#### [Source records]
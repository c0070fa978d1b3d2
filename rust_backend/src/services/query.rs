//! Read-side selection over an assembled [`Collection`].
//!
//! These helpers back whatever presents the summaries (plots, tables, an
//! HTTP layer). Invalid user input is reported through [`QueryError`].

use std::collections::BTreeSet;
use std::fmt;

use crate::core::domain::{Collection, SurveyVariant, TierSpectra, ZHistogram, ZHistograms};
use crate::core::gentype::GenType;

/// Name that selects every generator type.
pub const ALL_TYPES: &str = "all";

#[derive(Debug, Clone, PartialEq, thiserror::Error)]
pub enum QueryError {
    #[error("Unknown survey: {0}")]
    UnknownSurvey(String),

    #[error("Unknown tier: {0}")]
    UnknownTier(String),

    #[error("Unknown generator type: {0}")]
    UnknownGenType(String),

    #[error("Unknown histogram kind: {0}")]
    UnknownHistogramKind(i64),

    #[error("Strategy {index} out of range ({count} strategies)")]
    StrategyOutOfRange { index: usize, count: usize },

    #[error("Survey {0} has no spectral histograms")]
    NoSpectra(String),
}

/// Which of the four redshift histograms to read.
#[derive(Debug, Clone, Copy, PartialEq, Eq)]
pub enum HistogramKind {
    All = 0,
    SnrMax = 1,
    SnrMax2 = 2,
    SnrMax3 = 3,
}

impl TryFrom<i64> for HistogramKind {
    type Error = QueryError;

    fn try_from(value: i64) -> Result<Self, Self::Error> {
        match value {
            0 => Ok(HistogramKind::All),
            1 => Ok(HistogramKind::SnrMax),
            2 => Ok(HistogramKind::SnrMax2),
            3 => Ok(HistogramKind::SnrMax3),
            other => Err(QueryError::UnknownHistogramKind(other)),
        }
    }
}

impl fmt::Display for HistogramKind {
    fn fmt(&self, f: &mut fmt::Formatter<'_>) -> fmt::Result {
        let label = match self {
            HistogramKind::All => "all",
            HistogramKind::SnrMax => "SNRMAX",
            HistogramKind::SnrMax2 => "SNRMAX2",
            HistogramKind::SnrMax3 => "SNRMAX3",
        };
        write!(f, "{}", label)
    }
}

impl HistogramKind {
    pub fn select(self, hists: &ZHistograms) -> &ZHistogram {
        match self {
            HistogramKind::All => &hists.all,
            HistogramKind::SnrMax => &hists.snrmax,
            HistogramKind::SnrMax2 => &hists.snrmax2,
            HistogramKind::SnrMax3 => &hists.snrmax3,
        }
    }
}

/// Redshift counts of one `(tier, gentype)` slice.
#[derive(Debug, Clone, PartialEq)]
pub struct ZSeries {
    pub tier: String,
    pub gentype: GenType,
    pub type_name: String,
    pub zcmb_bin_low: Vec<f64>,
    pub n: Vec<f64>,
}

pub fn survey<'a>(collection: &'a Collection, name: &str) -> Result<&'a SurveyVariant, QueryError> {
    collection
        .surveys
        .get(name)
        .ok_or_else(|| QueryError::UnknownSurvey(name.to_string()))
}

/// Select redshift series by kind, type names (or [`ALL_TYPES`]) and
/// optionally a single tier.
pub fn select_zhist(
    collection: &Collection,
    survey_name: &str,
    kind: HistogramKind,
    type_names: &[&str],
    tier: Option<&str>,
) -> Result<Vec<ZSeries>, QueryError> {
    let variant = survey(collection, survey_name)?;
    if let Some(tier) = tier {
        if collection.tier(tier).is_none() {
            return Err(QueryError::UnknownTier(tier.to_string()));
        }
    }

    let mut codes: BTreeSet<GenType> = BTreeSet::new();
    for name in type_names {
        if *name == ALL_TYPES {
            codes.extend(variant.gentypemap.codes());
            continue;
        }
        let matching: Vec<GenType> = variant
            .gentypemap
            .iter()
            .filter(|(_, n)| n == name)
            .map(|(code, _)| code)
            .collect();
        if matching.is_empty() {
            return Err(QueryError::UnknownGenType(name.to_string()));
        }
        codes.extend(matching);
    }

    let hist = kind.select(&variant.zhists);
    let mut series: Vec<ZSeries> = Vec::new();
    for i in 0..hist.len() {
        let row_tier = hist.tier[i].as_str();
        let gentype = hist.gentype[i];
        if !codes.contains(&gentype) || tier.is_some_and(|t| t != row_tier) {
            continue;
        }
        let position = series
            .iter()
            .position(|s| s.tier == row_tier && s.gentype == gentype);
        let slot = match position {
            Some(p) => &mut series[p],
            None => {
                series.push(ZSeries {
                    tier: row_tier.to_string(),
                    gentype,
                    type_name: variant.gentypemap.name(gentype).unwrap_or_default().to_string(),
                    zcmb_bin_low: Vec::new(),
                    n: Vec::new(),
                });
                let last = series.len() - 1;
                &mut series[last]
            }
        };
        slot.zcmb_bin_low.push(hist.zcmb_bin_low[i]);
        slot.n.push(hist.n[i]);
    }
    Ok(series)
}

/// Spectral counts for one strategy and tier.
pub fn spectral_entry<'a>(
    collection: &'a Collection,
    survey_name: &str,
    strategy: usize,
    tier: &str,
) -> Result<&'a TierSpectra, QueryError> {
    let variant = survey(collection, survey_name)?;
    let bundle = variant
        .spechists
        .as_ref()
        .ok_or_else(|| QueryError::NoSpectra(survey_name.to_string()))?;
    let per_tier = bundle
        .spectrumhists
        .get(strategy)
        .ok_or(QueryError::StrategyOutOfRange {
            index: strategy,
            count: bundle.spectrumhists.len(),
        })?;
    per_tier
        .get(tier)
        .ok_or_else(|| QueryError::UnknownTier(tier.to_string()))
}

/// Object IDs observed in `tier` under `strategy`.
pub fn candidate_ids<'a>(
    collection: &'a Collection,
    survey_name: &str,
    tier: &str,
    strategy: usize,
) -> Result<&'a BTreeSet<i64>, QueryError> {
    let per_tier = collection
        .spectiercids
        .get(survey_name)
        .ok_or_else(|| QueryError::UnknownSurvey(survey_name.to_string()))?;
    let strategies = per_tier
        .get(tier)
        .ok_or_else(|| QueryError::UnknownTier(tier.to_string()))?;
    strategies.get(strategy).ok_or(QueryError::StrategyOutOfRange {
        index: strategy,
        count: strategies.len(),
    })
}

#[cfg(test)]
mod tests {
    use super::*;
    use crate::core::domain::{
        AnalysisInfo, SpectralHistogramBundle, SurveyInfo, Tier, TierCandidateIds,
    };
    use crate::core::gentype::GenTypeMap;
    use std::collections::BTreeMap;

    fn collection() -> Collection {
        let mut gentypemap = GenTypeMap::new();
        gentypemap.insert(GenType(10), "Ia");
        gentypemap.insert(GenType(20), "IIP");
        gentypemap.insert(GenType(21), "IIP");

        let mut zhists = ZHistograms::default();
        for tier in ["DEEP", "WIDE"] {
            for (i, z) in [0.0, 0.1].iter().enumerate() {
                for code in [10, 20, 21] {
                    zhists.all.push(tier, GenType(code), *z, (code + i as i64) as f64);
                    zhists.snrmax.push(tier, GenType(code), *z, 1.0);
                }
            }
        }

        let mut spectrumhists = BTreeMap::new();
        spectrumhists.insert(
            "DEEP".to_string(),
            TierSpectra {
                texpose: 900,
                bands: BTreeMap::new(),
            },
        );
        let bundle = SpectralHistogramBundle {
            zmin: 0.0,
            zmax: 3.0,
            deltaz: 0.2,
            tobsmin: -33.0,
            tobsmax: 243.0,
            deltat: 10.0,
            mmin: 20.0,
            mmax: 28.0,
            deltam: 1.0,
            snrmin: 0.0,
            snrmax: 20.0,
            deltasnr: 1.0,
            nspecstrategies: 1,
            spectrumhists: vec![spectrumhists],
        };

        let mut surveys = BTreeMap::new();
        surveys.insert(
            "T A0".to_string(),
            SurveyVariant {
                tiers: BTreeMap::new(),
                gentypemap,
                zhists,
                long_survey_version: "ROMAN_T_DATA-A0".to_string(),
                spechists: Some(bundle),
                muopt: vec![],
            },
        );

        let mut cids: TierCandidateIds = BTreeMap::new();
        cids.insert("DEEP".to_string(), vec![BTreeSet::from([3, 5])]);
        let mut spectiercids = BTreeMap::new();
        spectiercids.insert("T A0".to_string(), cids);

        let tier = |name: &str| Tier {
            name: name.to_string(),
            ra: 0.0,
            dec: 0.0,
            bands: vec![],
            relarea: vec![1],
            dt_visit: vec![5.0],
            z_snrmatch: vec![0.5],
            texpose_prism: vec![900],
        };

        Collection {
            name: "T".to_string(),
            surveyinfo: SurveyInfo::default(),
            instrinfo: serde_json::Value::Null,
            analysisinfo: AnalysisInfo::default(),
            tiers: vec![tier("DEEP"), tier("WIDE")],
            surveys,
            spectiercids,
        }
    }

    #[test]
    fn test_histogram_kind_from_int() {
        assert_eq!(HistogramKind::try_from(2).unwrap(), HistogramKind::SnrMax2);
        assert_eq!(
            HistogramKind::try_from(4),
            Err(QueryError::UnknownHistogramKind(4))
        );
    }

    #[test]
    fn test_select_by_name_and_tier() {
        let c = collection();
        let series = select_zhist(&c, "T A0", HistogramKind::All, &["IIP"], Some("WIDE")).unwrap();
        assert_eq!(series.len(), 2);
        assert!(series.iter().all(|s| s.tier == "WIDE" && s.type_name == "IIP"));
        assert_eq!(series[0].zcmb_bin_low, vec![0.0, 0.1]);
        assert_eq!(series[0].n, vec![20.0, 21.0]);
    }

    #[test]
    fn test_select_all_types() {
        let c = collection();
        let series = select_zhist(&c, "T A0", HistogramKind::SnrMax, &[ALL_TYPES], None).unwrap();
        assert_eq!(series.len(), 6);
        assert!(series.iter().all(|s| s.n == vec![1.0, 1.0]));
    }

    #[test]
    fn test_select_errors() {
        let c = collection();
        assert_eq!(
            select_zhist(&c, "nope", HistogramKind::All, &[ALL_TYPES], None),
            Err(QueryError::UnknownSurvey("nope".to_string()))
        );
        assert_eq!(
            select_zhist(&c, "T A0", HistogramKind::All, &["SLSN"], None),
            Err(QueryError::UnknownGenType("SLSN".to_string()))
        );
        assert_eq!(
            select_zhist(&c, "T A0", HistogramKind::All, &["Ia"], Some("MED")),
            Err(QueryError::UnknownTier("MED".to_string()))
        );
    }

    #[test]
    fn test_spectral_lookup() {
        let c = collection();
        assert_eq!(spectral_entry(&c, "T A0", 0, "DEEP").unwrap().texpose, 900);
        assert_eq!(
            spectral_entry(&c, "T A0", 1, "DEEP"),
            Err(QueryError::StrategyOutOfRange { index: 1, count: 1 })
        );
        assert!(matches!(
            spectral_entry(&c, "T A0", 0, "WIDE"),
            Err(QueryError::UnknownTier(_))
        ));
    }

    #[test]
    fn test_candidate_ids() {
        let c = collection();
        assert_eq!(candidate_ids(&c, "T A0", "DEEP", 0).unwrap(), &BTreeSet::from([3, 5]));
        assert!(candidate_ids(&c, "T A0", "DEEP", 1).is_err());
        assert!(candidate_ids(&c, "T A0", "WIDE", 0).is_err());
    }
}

#### [Aim of the exercise]
Go to the line in the material above that contains "pub fn select(self, hists: &ZHistograms)" and copy exactly from there through the line that contains "if !codes.contains(&gentype) ||", stopping after it.

#### [Solution for this problem]
    pub fn select(self, hists: &ZHistograms) -> &ZHistogram {
        match self {
            HistogramKind::All => &hists.all,
            HistogramKind::SnrMax => &hists.snrmax,
            HistogramKind::SnrMax2 => &hists.snrmax2,
            HistogramKind::SnrMax3 => &hists.snrmax3,
        }
    }
}

/// Redshift counts of one `(tier, gentype)` slice.
#[derive(Debug, Clone, PartialEq)]
pub struct ZSeries {
    pub tier: String,
    pub gentype: GenType,
    pub type_name: String,
    pub zcmb_bin_low: Vec<f64>,
    pub n: Vec<f64>,
}

pub fn survey<'a>(collection: &'a Collection, name: &str) -> Result<&'a SurveyVariant, QueryError> {
    collection
        .surveys
        .get(name)
        .ok_or_else(|| QueryError::UnknownSurvey(name.to_string()))
}

/// Select redshift series by kind, type names (or [`ALL_TYPES`]) and
/// optionally a single tier.
pub fn select_zhist(
    collection: &Collection,
    survey_name: &str,
    kind: HistogramKind,
    type_names: &[&str],
    tier: Option<&str>,
) -> Result<Vec<ZSeries>, QueryError> {
    let variant = survey(collection, survey_name)?;
    if let Some(tier) = tier {
        if collection.tier(tier).is_none() {
            return Err(QueryError::UnknownTier(tier.to_string()));
        }
    }

    let mut codes: BTreeSet<GenType> = BTreeSet::new();
    for name in type_names {
        if *name == ALL_TYPES {
            codes.extend(variant.gentypemap.codes());
            continue;
        }
        let matching: Vec<GenType> = variant
            .gentypemap
            .iter()
            .filter(|(_, n)| n == name)
            .map(|(code, _)| code)
            .collect();
        if matching.is_empty() {
            return Err(QueryError::UnknownGenType(name.to_string()));
        }
        codes.extend(matching);
    }

    let hist = kind.select(&variant.zhists);
    let mut series: Vec<ZSeries> = Vec::new();
    for i in 0..hist.len() {
        let row_tier = hist.tier[i].as_str();
        let gentype = hist.gentype[i];
        if !codes.contains(&gentype) || tier.is_some_and(|t| t != row_tier) {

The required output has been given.